Ebül-hasan Bakûbî Hazretleri
"Bir hatâ işlediğiniz zaman istigfâr edin, hatâda ısrâr helâk olmaya sebeptir. Bir kimse geçim darlığı çekiyorsa istigfâra devam etsin.""Dünyâyı süt anneniz, âhireti de öz anneniz kabûl ediniz. Küçük çocuk süt annesine gitmek için feryâd edip çırpınır. Akıllandığı zaman ise öz annesine gitmeyi çok ister. Siz de akıl sâhibi iseniz öz anneniz olan âhirete yöneliniz."

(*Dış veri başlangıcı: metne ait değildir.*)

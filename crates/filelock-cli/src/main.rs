//! filelock: encrypt-and-compress files into tamper-evident `.secured` artifacts
//!
//! Commands:
//!   secure <file>            - encrypt then compress to <file>.secured
//!   restore <file.secured>   - decompress then decrypt back to <file>
//!   encrypt / decrypt        - crypto container only (<file>.flk)
//!   compress / decompress    - compression container only (<file>.flc)
//!   inspect <file.secured>   - show container headers without decrypting
//!   config show              - display current configuration

mod validate;

use anyhow::{Context, Result};
use clap::{Parser, Subcommand, ValueEnum};
use indicatif::{ProgressBar, ProgressStyle};
use secrecy::{ExposeSecret, SecretString};
use std::path::{Path, PathBuf};
use std::time::Duration;

use filelock_core::config::FilelockConfig;
use filelock_core::privacy::PrivacyMode;
use filelock_core::ProgressFn;
use filelock_pipeline::OperationContext;

use crate::validate::Preset;

// ── CLI structure ──────────────────────────────────────────────────────────────

#[derive(Parser, Debug)]
#[command(
    name = "filelock",
    version,
    about = "Password-encrypt and compress files into tamper-evident artifacts",
    long_about = "filelock: secure files (AES-256-CBC + SHA-256 integrity, then zlib) and restore them"
)]
struct Cli {
    /// Path to filelock config.toml
    #[arg(long, short = 'c', env = "FILELOCK_CONFIG")]
    config: Option<PathBuf>,

    /// Log level filter (default: from config, then "info")
    #[arg(long, env = "FILELOCK_LOG", global = true)]
    log: Option<String>,

    /// Log output format (default: from config, then text)
    #[arg(long, env = "FILELOCK_LOG_FORMAT", global = true)]
    log_format: Option<LogFormat>,

    /// How file paths appear in logs: full, redacted, or hashed
    #[arg(long, env = "FILELOCK_PRIVACY_MODE", global = true)]
    privacy: Option<PrivacyMode>,

    #[command(subcommand)]
    command: Commands,
}

#[derive(Clone, Debug, ValueEnum)]
enum LogFormat {
    Json,
    Text,
}

#[derive(clap::Args, Debug)]
struct OutputArgs {
    /// Destination path (default: derived from the input name)
    #[arg(long, short = 'o')]
    output: Option<PathBuf>,

    /// Replace the destination if it already exists
    #[arg(long, short = 'f')]
    force: bool,
}

#[derive(clap::Args, Debug)]
struct LevelArgs {
    /// Compression level 1-9 (default: from config)
    #[arg(long, short = 'l', conflicts_with = "preset")]
    level: Option<u32>,

    /// Named compression level
    #[arg(long, value_enum)]
    preset: Option<Preset>,
}

#[derive(clap::Args, Debug)]
struct PasswordArgs {
    /// Password (prompted for when omitted)
    #[arg(long, env = "FILELOCK_PASSWORD", hide_env_values = true)]
    password: Option<String>,
}

#[derive(Subcommand, Debug)]
enum Commands {
    /// Encrypt then compress a file into <file>.secured
    Secure {
        file: PathBuf,
        #[command(flatten)]
        level: LevelArgs,
        #[command(flatten)]
        password: PasswordArgs,
        #[command(flatten)]
        out: OutputArgs,
    },

    /// Restore a .secured file to its original contents
    Restore {
        file: PathBuf,
        #[command(flatten)]
        password: PasswordArgs,
        #[command(flatten)]
        out: OutputArgs,
    },

    /// Encrypt a file into <file>.flk (no compression)
    Encrypt {
        file: PathBuf,
        #[command(flatten)]
        password: PasswordArgs,
        #[command(flatten)]
        out: OutputArgs,
    },

    /// Decrypt a .flk file
    Decrypt {
        file: PathBuf,
        #[command(flatten)]
        password: PasswordArgs,
        #[command(flatten)]
        out: OutputArgs,
    },

    /// Compress a file into <file>.flc (no encryption)
    Compress {
        file: PathBuf,
        #[command(flatten)]
        level: LevelArgs,
        #[command(flatten)]
        out: OutputArgs,
    },

    /// Decompress a .flc file
    Decompress {
        file: PathBuf,
        #[command(flatten)]
        out: OutputArgs,
    },

    /// Show the headers of a .secured file without decrypting it
    Inspect {
        file: PathBuf,
        /// Emit JSON instead of text
        #[arg(long)]
        json: bool,
    },

    /// Configuration management
    Config {
        #[command(subcommand)]
        action: ConfigAction,
    },
}

#[derive(Subcommand, Debug)]
enum ConfigAction {
    /// Print the active configuration (merged defaults + config file)
    Show,
}

// ── Entry point ───────────────────────────────────────────────────────────────

fn main() -> Result<()> {
    let cli = Cli::parse();
    let config_path = cli.config.clone().unwrap_or_else(default_config_path);
    let config = FilelockConfig::load(&config_path)
        .with_context(|| format!("loading config: {}", config_path.display()))?;

    let log_level = cli
        .log
        .clone()
        .unwrap_or_else(|| config.logging.level.clone());
    let log_format = match &cli.log_format {
        Some(f) => f.clone(),
        None => LogFormat::from_str(&config.logging.format, true)
            .map_err(|e| anyhow::anyhow!("config logging.format: {e}"))?,
    };
    init_logging(&log_level, &log_format);

    let privacy = cli.privacy.unwrap_or(config.logging.privacy_mode);

    match cli.command {
        Commands::Secure { file, level, password, out } => {
            cmd_secure(&config, privacy, &file, &level, password, &out)
        }
        Commands::Restore { file, password, out } => cmd_restore(privacy, &file, password, &out),
        Commands::Encrypt { file, password, out } => {
            cmd_encrypt(&config, privacy, &file, password, &out)
        }
        Commands::Decrypt { file, password, out } => cmd_decrypt(privacy, &file, password, &out),
        Commands::Compress { file, level, out } => {
            cmd_compress(&config, privacy, &file, &level, &out)
        }
        Commands::Decompress { file, out } => cmd_decompress(privacy, &file, &out),
        Commands::Inspect { file, json } => cmd_inspect(&file, json),
        Commands::Config { action: ConfigAction::Show } => cmd_config_show(&config, &config_path),
    }
}

fn init_logging(level: &str, format: &LogFormat) {
    use tracing_subscriber::{fmt, layer::SubscriberExt, util::SubscriberInitExt, EnvFilter};

    let filter = EnvFilter::try_from_default_env().unwrap_or_else(|_| EnvFilter::new(level));

    // stderr keeps stdout clean for `inspect --json`
    match format {
        LogFormat::Json => {
            tracing_subscriber::registry()
                .with(filter)
                .with(fmt::layer().json().with_writer(std::io::stderr))
                .init();
        }
        LogFormat::Text => {
            tracing_subscriber::registry()
                .with(filter)
                .with(fmt::layer().with_writer(std::io::stderr))
                .init();
        }
    }
}

fn default_config_path() -> PathBuf {
    std::env::var("XDG_CONFIG_HOME")
        .map(PathBuf::from)
        .unwrap_or_else(|_| {
            let home = std::env::var("HOME").unwrap_or_else(|_| ".".into());
            PathBuf::from(home).join(".config")
        })
        .join("filelock")
        .join("config.toml")
}

// ── Helpers ───────────────────────────────────────────────────────────────────

fn make_progress_bar(prefix: &str) -> ProgressBar {
    let pb = ProgressBar::new(0);
    let style = ProgressStyle::with_template(
        "{prefix:.bold} [{bar:40.cyan/blue}] {bytes}/{total_bytes} {msg}",
    )
    .map(|s| s.progress_chars("=>-"))
    .unwrap_or_else(|_| ProgressStyle::default_bar());
    pb.set_style(style);
    pb.set_prefix(prefix.to_string());
    pb.enable_steady_tick(Duration::from_millis(100));
    pb
}

/// Adapt a progress bar to the pipeline's `(done, total)` sink.
fn progress_sink(pb: &ProgressBar) -> ProgressFn {
    let pb = pb.clone();
    Box::new(move |done, total| {
        pb.set_length(total);
        pb.set_position(done);
    })
}

/// Take the password from the flag/env, or prompt for it.
///
/// `confirm` asks twice; used when creating new artifacts.
fn read_password(args: PasswordArgs, confirm: bool) -> Result<SecretString> {
    if let Some(pw) = args.password {
        return Ok(SecretString::from(pw));
    }
    let first = SecretString::from(
        rpassword::prompt_password("Password: ").context("reading password")?,
    );
    if confirm {
        let second = SecretString::from(
            rpassword::prompt_password("Confirm password: ").context("reading password")?,
        );
        if first.expose_secret() != second.expose_secret() {
            anyhow::bail!("passwords do not match");
        }
    }
    Ok(first)
}

fn context_for(privacy: PrivacyMode, out: &OutputArgs) -> OperationContext {
    OperationContext {
        privacy,
        output: out.output.clone(),
        overwrite: out.force,
        ..OperationContext::default()
    }
}

/// Checks shared by operations that create a new protected artifact.
fn check_forward_input(config: &FilelockConfig, file: &Path) -> Result<()> {
    validate::input_file(file)?;
    validate::extension(file, config)?;
    Ok(())
}

// ── Commands ──────────────────────────────────────────────────────────────────

fn cmd_secure(
    config: &FilelockConfig,
    privacy: PrivacyMode,
    file: &Path,
    level: &LevelArgs,
    password: PasswordArgs,
    out: &OutputArgs,
) -> Result<()> {
    check_forward_input(config, file)?;
    let level = validate::resolve_level(level.level, level.preset, config);
    filelock_compress::validate_level(level)?;
    let password = read_password(password, true)?;
    validate::password_strength(&password, config.security.min_password_length)?;

    let pb = make_progress_bar("secure");
    let sink = progress_sink(&pb);
    let result = filelock_pipeline::secure_file_with_context(
        file,
        &password,
        level,
        Some(&sink),
        &context_for(privacy, out),
    );
    pb.finish_and_clear();
    let report = result?;

    println!(
        "secured: {} -> {} ({} -> {} bytes, compression ratio {:.1}%, {:.2?})",
        report.input.display(),
        report.output.display(),
        report.original_bytes,
        report.secured_bytes,
        report.compression_ratio,
        report.elapsed,
    );
    Ok(())
}

fn cmd_restore(
    privacy: PrivacyMode,
    file: &Path,
    password: PasswordArgs,
    out: &OutputArgs,
) -> Result<()> {
    validate::input_file(file)?;
    let password = read_password(password, false)?;

    let pb = make_progress_bar("restore");
    let sink = progress_sink(&pb);
    let result = filelock_pipeline::restore_file_with_context(
        file,
        &password,
        Some(&sink),
        &context_for(privacy, out),
    );
    pb.finish_and_clear();

    let report = match result {
        Ok(r) => r,
        Err(e) if e.is_integrity_failure() => {
            return Err(anyhow::Error::new(e)
                .context("wrong password, or the file has been tampered with"));
        }
        Err(e) => return Err(e.into()),
    };

    println!(
        "restored: {} -> {} ({} bytes, {:.2?})",
        report.input.display(),
        report.output.display(),
        report.restored_bytes,
        report.elapsed,
    );
    Ok(())
}

fn cmd_encrypt(
    config: &FilelockConfig,
    privacy: PrivacyMode,
    file: &Path,
    password: PasswordArgs,
    out: &OutputArgs,
) -> Result<()> {
    check_forward_input(config, file)?;
    let password = read_password(password, true)?;
    validate::password_strength(&password, config.security.min_password_length)?;

    let report = filelock_pipeline::encrypt_file(file, &password, &context_for(privacy, out))?;
    println!(
        "encrypted: {} -> {} ({} bytes)",
        report.input.display(),
        report.output.display(),
        report.bytes_out
    );
    Ok(())
}

fn cmd_decrypt(
    privacy: PrivacyMode,
    file: &Path,
    password: PasswordArgs,
    out: &OutputArgs,
) -> Result<()> {
    validate::input_file(file)?;
    let password = read_password(password, false)?;

    let report = filelock_pipeline::decrypt_file(file, &password, &context_for(privacy, out))?;
    println!(
        "decrypted: {} -> {} ({} bytes)",
        report.input.display(),
        report.output.display(),
        report.bytes_out
    );
    Ok(())
}

fn cmd_compress(
    config: &FilelockConfig,
    privacy: PrivacyMode,
    file: &Path,
    level: &LevelArgs,
    out: &OutputArgs,
) -> Result<()> {
    check_forward_input(config, file)?;
    let level = validate::resolve_level(level.level, level.preset, config);

    let pb = make_progress_bar("compress");
    let sink = progress_sink(&pb);
    let result =
        filelock_pipeline::compress_file(file, level, Some(&sink), &context_for(privacy, out));
    pb.finish_and_clear();
    let report = result?;

    println!(
        "compressed: {} -> {} ({} -> {} bytes, compression ratio {:.1}%)",
        report.input.display(),
        report.output.display(),
        report.bytes_in,
        report.bytes_out,
        report.ratio.unwrap_or_default(),
    );
    Ok(())
}

fn cmd_decompress(privacy: PrivacyMode, file: &Path, out: &OutputArgs) -> Result<()> {
    validate::input_file(file)?;

    let pb = make_progress_bar("decompress");
    let sink = progress_sink(&pb);
    let result = filelock_pipeline::decompress_file(file, Some(&sink), &context_for(privacy, out));
    pb.finish_and_clear();
    let report = result?;

    println!(
        "decompressed: {} -> {} ({} bytes)",
        report.input.display(),
        report.output.display(),
        report.bytes_out
    );
    Ok(())
}

fn cmd_inspect(file: &Path, json: bool) -> Result<()> {
    validate::input_file(file)?;
    let info = filelock_pipeline::inspect_secured_file(file)?;

    if json {
        let rendered = serde_json::to_string_pretty(&info).context("serializing inspect output")?;
        println!("{rendered}");
        return Ok(());
    }

    println!("file:              {}", file.display());
    println!("compression level: {}", info.level);
    println!("container size:    {} bytes", info.container_bytes);
    println!("payload size:      {} bytes", info.payload_bytes);
    println!("compression ratio: {:.1}%", info.compression_ratio);
    println!("outer sha256:      {}", info.outer_hash);
    println!("salt:              {}", info.salt);
    println!("iv:                {}", info.iv);
    println!("plaintext sha256:  {}", info.plaintext_hash);
    println!("ciphertext size:   {} bytes", info.ciphertext_bytes);
    Ok(())
}

fn cmd_config_show(config: &FilelockConfig, config_path: &Path) -> Result<()> {
    if config_path.exists() {
        println!("# Configuration from: {}", config_path.display());
    } else {
        println!("# Configuration: defaults (no file at {})", config_path.display());
    }
    println!();
    let rendered = toml::to_string_pretty(config).context("serializing config to TOML")?;
    print!("{rendered}");
    Ok(())
}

"Biz nimetler yüzünden değil, nimetlere karşı az şükrettiğimizden bu hâle geldik. Nitekim biz amelimizin azlığından değil de amelde sıdk ve ihlâsımızın olmayışından bu hâle geldik. Yine bizim uğradığımız musibetler, günâhlarımızın çokluğundan değil, hayâmızın azlığındandır, istiğfârımızın azlığından değil, vefâmızın azlığından ve süratle günâhlara düşüşümüzdendir."
BİR ZALİMİN HAZİN SONU!
Muzaffer bin Mühezzeb anlatır: "Bir gün Ebü'l-Hasan hazretlerinin dergâhına giderek zulmü herkese dokunan birini şikâyet etmek istedim. Üç gün kadar o dergâhta kaldım. Ebü'l-Hasan hazretlerinin heybetinden dolayı bir türlü bu şikâyeti dile getirmeye kâdir olamadım. Dördüncü gün Ebü'l-Hasan hazretleri bir bahçede talebeleri ile akşam namazını kıldılar. Namazdan sonra orada bir ok ve bir yay gördüler;
-Yayı ve oku bana veriniz! buyurdu. Oradakiler ok ve yayı hemen verdiler. Ebü'l-Hasan oku yaya yerleştirip bana doğru döndüler ve; 'Atayım mı?' buyurdular. Ben de; 'Siz bilirsiniz' dedim. O, bu cevâbımdan sonra oku attı. Ok bir ağacın dibine saplandı. O zaman Ebü'l-Hasan hazretleri; 'Ey Muzaffer! İstediğine kavuştun. O zâlim cezâsını gördü' buyurdu. Ben buna hayret edip; 'Allahü ekber' diye tekbir getirdim. Oradakiler de tekbir söylediler. O gecenin sabahı olduğunda bana; 'O zâlim kişi akşam namazı sonrasında evinin damında yatarken nereden geldiği bilinmeyen bir ok ile öldü' haberi bildirildi."